Ohiopyle Smart Transportation Project Approved

PEC and partners seek to better integrate bike, pedestrian and vehicular traffic through congested heart of one of Pennsylvania's premier visitor destinations.
May 29, 2009
Press Releases

Ohiopyle, Pa. – Partners in the Laurel Highlands Conservation Landscape Initiative (CLI) were delighted to learn that the Smart Transportation application for Ohiopyle has been approved by the state Department of Transportation.

The $1.92 million project will entail a significant redesign of Route 381 through Ohiopyle Borough, the center of Ohiopyle State Park, which annually attracts 1.5 million visitors ranging from families pushing strollers to kayakers carrying boats over the highway and a constant stream of people attracted to the Great Allegheny Passage bike trail.

“The smart design of roads and transportation corridors plays a big role in the sustainability of a community, and the situation in Ohiopyle is a great example of that,” DCNR Acting Secretary John Quigley said.  “Safety is a major concern in looking at how we can slow down the traffic and create a better flow of bicycles, strollers, kayakers and even tour buses through the community and park.  We appreciate PennDOT’s efforts and support in the partnership to protect and improve the Laurel Highlands landscape.”

DCNR’s Conservation Landscape Initiative program seeks to create sustainable regions that encompass both the natural resources and the communities in the Commonwealth’s special places.  The Laurel Highlands, with seven state parks, Forbes State Forest, State Game Lands and resources such as the GAP trail, has been designated as one of those “special places.”

Partners in the Ohiopyle project include the Fayette County Redevelopment Authority, which was the applicant in Ohiopyle; the Pennsylvania Environmental Council, which is playing a lead role in coordinating both the Laurel Highlands CLI and several Ohiopyle projects; and Ohiopyle Borough and Ohiopyle State Park, which are participating in a joint master plan and implementation strategy.

“Route 381 was designed years ago to efficiently move traffic through the community, but it also cut off access to the riverfront park area,” said PEC President and CEO Donald S. Welsh. “The goals here are both to reintegrate the park with the community and to significantly improve safety.”

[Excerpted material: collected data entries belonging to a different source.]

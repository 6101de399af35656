//! FFI use-case API for Flutter-facing calls.
//!
//! # Responsibility
//! - Expose the workspace policies to Dart via FRB as sync calls.
//! - Accept backend snapshots as the JSON strings the UI already holds.
//!
//! # Invariants
//! - Exported functions must not panic across FFI boundary.
//! - Failures surface as envelope messages, never as exceptions.

use grantdesk_core::{
    core_version as core_version_inner, decode_activities, decode_subscription,
    filter_visible_activities, init_logging as init_logging_inner, initials as initials_inner,
    is_feature_allowed, is_premium_feature as is_premium_feature_inner, parse_role_set,
    parse_sections, premium_feature_message as premium_feature_message_inner,
    validate_role_update, visible_sections as visible_sections_inner, Activity,
    DepartmentSubscription, MemberStatus, RoleSet, Viewer, WorkspaceSection, WorkspaceService,
};
use log::warn;
use uuid::Uuid;

/// Expose core crate version through FFI.
///
/// # FFI contract
/// - Sync call, non-blocking.
/// - Never throws; always returns a UTF-8 string.
#[flutter_rust_bridge::frb(sync)]
pub fn core_version() -> String {
    core_version_inner().to_owned()
}

/// Initializes Rust core logging once per process.
///
/// Input semantics:
/// - `level`: one of `trace|debug|info|warn|error` (case-insensitive).
/// - `log_dir`: absolute directory path where rolling logs are written.
///
/// # FFI contract
/// - Safe to call repeatedly with the same `level + log_dir`.
/// - Returns empty string on success and error message on failure.
#[flutter_rust_bridge::frb(sync)]
pub fn init_logging(level: String, log_dir: String) -> String {
    match init_logging_inner(level.as_str(), log_dir.as_str()) {
        Ok(()) => String::new(),
        Err(err) => err,
    }
}

/// Activity row returned to the feed widgets.
#[derive(Debug, Clone, PartialEq, Eq)]
pub struct ActivityItem {
    pub activity_id: String,
    /// Entity type label, e.g. `Budget` or an unknown backend value.
    pub entity_type: String,
    pub description: String,
    pub created_at: i64,
}

/// Response envelope for activity calls.
#[derive(Debug, Clone, PartialEq, Eq)]
pub struct ActivityListResponse {
    pub ok: bool,
    pub items: Vec<ActivityItem>,
    pub message: String,
}

/// Sidebar row returned to the navigation widgets.
#[derive(Debug, Clone, PartialEq, Eq)]
pub struct SidebarItem {
    pub label: String,
    pub locked: bool,
}

/// Response envelope for section list calls.
#[derive(Debug, Clone, PartialEq, Eq)]
pub struct SectionListResponse {
    pub ok: bool,
    pub sections: Vec<String>,
    pub message: String,
}

/// Response envelope for sidebar calls.
#[derive(Debug, Clone, PartialEq, Eq)]
pub struct SidebarResponse {
    pub ok: bool,
    pub items: Vec<SidebarItem>,
    pub message: String,
}

impl ActivityListResponse {
    fn success(activities: Vec<Activity>) -> Self {
        let message = format!("{} visible activit(ies).", activities.len());
        Self {
            ok: true,
            items: activities.into_iter().map(to_activity_item).collect(),
            message,
        }
    }

    fn failure(message: impl Into<String>) -> Self {
        Self {
            ok: false,
            items: Vec::new(),
            message: message.into(),
        }
    }
}

/// Filters an activity snapshot for the viewer, keeping snapshot order.
///
/// # FFI contract
/// - `viewer_id` is a UUID; `viewer_roles` are role labels.
/// - `activities_json` is the backend activity list payload.
#[flutter_rust_bridge::frb(sync)]
pub fn visible_activities(
    viewer_id: String,
    viewer_roles: Vec<String>,
    activities_json: String,
) -> ActivityListResponse {
    let viewer = match parse_viewer(&viewer_id, &viewer_roles) {
        Ok(viewer) => viewer,
        Err(err) => return ActivityListResponse::failure(format!("visible_activities failed: {err}")),
    };
    match decode_activities(&activities_json) {
        Ok(activities) => {
            ActivityListResponse::success(filter_visible_activities(&activities, &viewer))
        }
        Err(err) => ActivityListResponse::failure(format!("visible_activities failed: {err}")),
    }
}

/// Builds the dashboard feed: visible activities, newest first, limited.
///
/// # FFI contract
/// - `limit`: `None` or `0` means the default page size; values above the
///   maximum are clamped.
#[flutter_rust_bridge::frb(sync)]
pub fn activity_feed(
    viewer_id: String,
    viewer_roles: Vec<String>,
    activities_json: String,
    limit: Option<u32>,
) -> ActivityListResponse {
    let viewer = match parse_viewer(&viewer_id, &viewer_roles) {
        Ok(viewer) => viewer,
        Err(err) => return ActivityListResponse::failure(format!("activity_feed failed: {err}")),
    };
    let activities = match decode_activities(&activities_json) {
        Ok(activities) => activities,
        Err(err) => return ActivityListResponse::failure(format!("activity_feed failed: {err}")),
    };
    let service = WorkspaceService::new(viewer, None);
    ActivityListResponse::success(
        service.activity_feed(&activities, limit.map(|value| value as usize)),
    )
}

/// Returns whether premium features are unlocked.
///
/// # FFI contract
/// - `None`, `"null"` and undecodable payloads all lock premium features.
#[flutter_rust_bridge::frb(sync)]
pub fn feature_allowed(subscription_json: Option<String>) -> bool {
    is_feature_allowed(resolve_subscription(subscription_json.as_deref()).as_ref())
}

/// Returns whether `name` is a premium feature label.
#[flutter_rust_bridge::frb(sync)]
pub fn is_premium_feature(name: String) -> bool {
    is_premium_feature_inner(&name)
}

/// Upgrade prompt for a locked premium feature.
#[flutter_rust_bridge::frb(sync)]
pub fn premium_feature_message(feature: String) -> String {
    premium_feature_message_inner(&feature)
}

/// Avatar initials for a display name; `?` when absent or empty.
#[flutter_rust_bridge::frb(sync)]
pub fn initials(name: Option<String>) -> String {
    initials_inner(name.as_deref())
}

/// Filters sidebar section labels by viewer roles, keeping input order.
#[flutter_rust_bridge::frb(sync)]
pub fn visible_sections(sections: Vec<String>, viewer_roles: Vec<String>) -> SectionListResponse {
    let parsed = parse_sections(&sections).and_then(|sections| {
        parse_role_set(&viewer_roles).map(|roles| (sections, roles))
    });
    match parsed {
        Ok((sections, roles)) => {
            let visible = visible_sections_inner(&sections, &roles);
            SectionListResponse {
                ok: true,
                message: format!("{} of {} section(s) visible.", visible.len(), sections.len()),
                sections: visible.iter().map(|section| section.label().to_string()).collect(),
            }
        }
        Err(err) => SectionListResponse {
            ok: false,
            sections: Vec::new(),
            message: format!("visible_sections failed: {err}"),
        },
    }
}

/// Builds sidebar rows in default order, marking locked premium sections.
#[flutter_rust_bridge::frb(sync)]
pub fn sidebar(
    viewer_id: String,
    viewer_roles: Vec<String>,
    subscription_json: Option<String>,
) -> SidebarResponse {
    let viewer = match parse_viewer(&viewer_id, &viewer_roles) {
        Ok(viewer) => viewer,
        Err(err) => {
            return SidebarResponse {
                ok: false,
                items: Vec::new(),
                message: format!("sidebar failed: {err}"),
            }
        }
    };
    let subscription = resolve_subscription(subscription_json.as_deref());
    let service = WorkspaceService::new(viewer, subscription);
    let items = service
        .sidebar(&WorkspaceSection::ALL)
        .into_iter()
        .map(|entry| SidebarItem {
            label: entry.section.label().to_string(),
            locked: entry.locked,
        })
        .collect::<Vec<_>>();
    SidebarResponse {
        ok: true,
        message: format!("{} sidebar item(s).", items.len()),
        items,
    }
}

/// Checks a member role update before it is sent to the backend.
///
/// # FFI contract
/// - Returns empty string when the update is consistent, otherwise a
///   human-readable reason.
#[flutter_rust_bridge::frb(sync)]
pub fn validate_member_roles(status: String, roles: Vec<String>) -> String {
    let status = match MemberStatus::parse(&status) {
        Ok(status) => status,
        Err(err) => return err.to_string(),
    };
    let roles = match parse_role_set(&roles) {
        Ok(roles) => roles,
        Err(err) => return err.to_string(),
    };
    match validate_role_update(status, &roles) {
        Ok(()) => String::new(),
        Err(err) => err.to_string(),
    }
}

fn parse_viewer(viewer_id: &str, viewer_roles: &[String]) -> Result<Viewer, String> {
    let user_id = Uuid::parse_str(viewer_id.trim())
        .map_err(|err| format!("invalid viewer id `{}`: {err}", viewer_id.trim()))?;
    let roles: RoleSet = parse_role_set(viewer_roles).map_err(|err| err.to_string())?;
    Ok(Viewer::new(user_id, roles))
}

fn resolve_subscription(json: Option<&str>) -> Option<DepartmentSubscription> {
    let json = json?;
    match decode_subscription(json) {
        Ok(subscription) => subscription,
        Err(err) => {
            warn!("event=subscription_fallback module=ffi status=locked reason={err}");
            None
        }
    }
}

fn to_activity_item(activity: Activity) -> ActivityItem {
    ActivityItem {
        activity_id: activity.id.to_string(),
        entity_type: activity.entity_type.label().to_string(),
        description: activity.description,
        created_at: activity.created_at,
    }
}
//! Activity (audit event) snapshot model.
//!
//! # Responsibility
//! - Describe one audit event tied to a grant entity.
//! - Map backend entity-type strings onto a closed enum with a catch-all.
//!
//! # Invariants
//! - Activities are immutable; this layer filters, never mutates them.
//! - Entity-type decoding is total: unknown labels become `EntityType::Other`.

use crate::model::member::UserId;
use serde::de::Deserializer;
use serde::ser::Serializer;
use serde::{Deserialize, Serialize};
use uuid::Uuid;

/// Stable identifier of an activity record.
pub type ActivityId = Uuid;

/// Kind of grant entity an activity refers to.
#[derive(Debug, Clone, PartialEq, Eq, Hash)]
pub enum EntityType {
    Personnel,
    Task,
    Budget,
    Transaction,
    Deliverable,
    Document,
    Milestone,
    /// Entity type this client does not know; kept verbatim (trimmed).
    Other(String),
}

const KNOWN_ENTITY_TYPES: &[(&str, EntityType)] = &[
    ("Personnel", EntityType::Personnel),
    ("Task", EntityType::Task),
    ("Budget", EntityType::Budget),
    ("Transaction", EntityType::Transaction),
    ("Deliverable", EntityType::Deliverable),
    ("Document", EntityType::Document),
    ("Milestone", EntityType::Milestone),
];

impl EntityType {
    /// Maps a backend label onto a known type, falling back to `Other`.
    pub fn from_label(value: &str) -> Self {
        let normalized = value.trim();
        KNOWN_ENTITY_TYPES
            .iter()
            .find(|(label, _)| label.eq_ignore_ascii_case(normalized))
            .map(|(_, kind)| kind.clone())
            .unwrap_or_else(|| Self::Other(normalized.to_string()))
    }

    pub fn label(&self) -> &str {
        match self {
            Self::Personnel => "Personnel",
            Self::Task => "Task",
            Self::Budget => "Budget",
            Self::Transaction => "Transaction",
            Self::Deliverable => "Deliverable",
            Self::Document => "Document",
            Self::Milestone => "Milestone",
            Self::Other(label) => label.as_str(),
        }
    }

    /// Financial entity types hidden from uninvolved, unprivileged viewers.
    pub fn is_financial(&self) -> bool {
        matches!(self, Self::Budget | Self::Transaction)
    }
}

impl Serialize for EntityType {
    fn serialize<S: Serializer>(&self, serializer: S) -> Result<S::Ok, S::Error> {
        serializer.serialize_str(self.label())
    }
}

impl<'de> Deserialize<'de> for EntityType {
    fn deserialize<D: Deserializer<'de>>(deserializer: D) -> Result<Self, D::Error> {
        let raw = String::deserialize(deserializer)?;
        Ok(Self::from_label(&raw))
    }
}

/// Audit event snapshot.
#[derive(Debug, Clone, PartialEq, Eq, Serialize, Deserialize)]
pub struct Activity {
    pub id: ActivityId,
    pub entity_type: EntityType,
    pub description: String,
    /// Unix epoch milliseconds.
    pub created_at: i64,
    /// `None` and an empty list mean the same thing: nobody is involved.
    #[serde(default)]
    pub involved_users: Option<Vec<UserId>>,
}

impl Activity {
    /// Creates an activity with a generated ID and no involved users.
    pub fn new(entity_type: EntityType, description: impl Into<String>, created_at: i64) -> Self {
        Self {
            id: Uuid::new_v4(),
            entity_type,
            description: description.into(),
            created_at,
            involved_users: None,
        }
    }

    /// Returns a copy listing `users` as involved.
    pub fn with_involved_users(mut self, users: impl IntoIterator<Item = UserId>) -> Self {
        self.involved_users = Some(users.into_iter().collect());
        self
    }

    /// Returns whether `user_id` appears in the involved-users list.
    pub fn involves(&self, user_id: UserId) -> bool {
        self.involved_users
            .as_deref()
            .is_some_and(|users| users.contains(&user_id))
    }
}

The project, funded through the Pennsylvania Community Transportation Initiative, has taken on a high priority because Ohiopyle State Park is currently designing a new visitors center near the Falls and because the bike trail has greatly increased the number of visitors bringing bikes into the community.  PEC received funding from the Richard King Mellon Foundation to undertake a joint master plan and implementation strategy for Ohiopyle and contracted with the consulting and engineering firm URS Corp. to address these and other issues.

Planning has been completed to identify solutions, including northern and southern gateways, pedestrian crosswalks and other traffic-calming techniques, bike lanes, direct access from the bike-trail bridge down to the falls area that avoids 381, improved signage, and intersection improvements, especially where Sugarloaf Road meets the new visitor center.

“Both the park and the community need a Smart Transportation solution that fully integrates the river-side of Ohiopyle with the falls overlook, the new visitor center and the boat-launch area with the Borough-side of Ohiopyle, which has parking, food, lodging, trail access, and other amenities,” said Andrew French, executive director fo the Redevelopment Authority.  “This project incorporates all of the concepts of smart transportation, such as recognizing the land-use context and incorporating a ‘village’ concept within the borough that helps all of the traffic move about safely with the minimal amount of conflict.”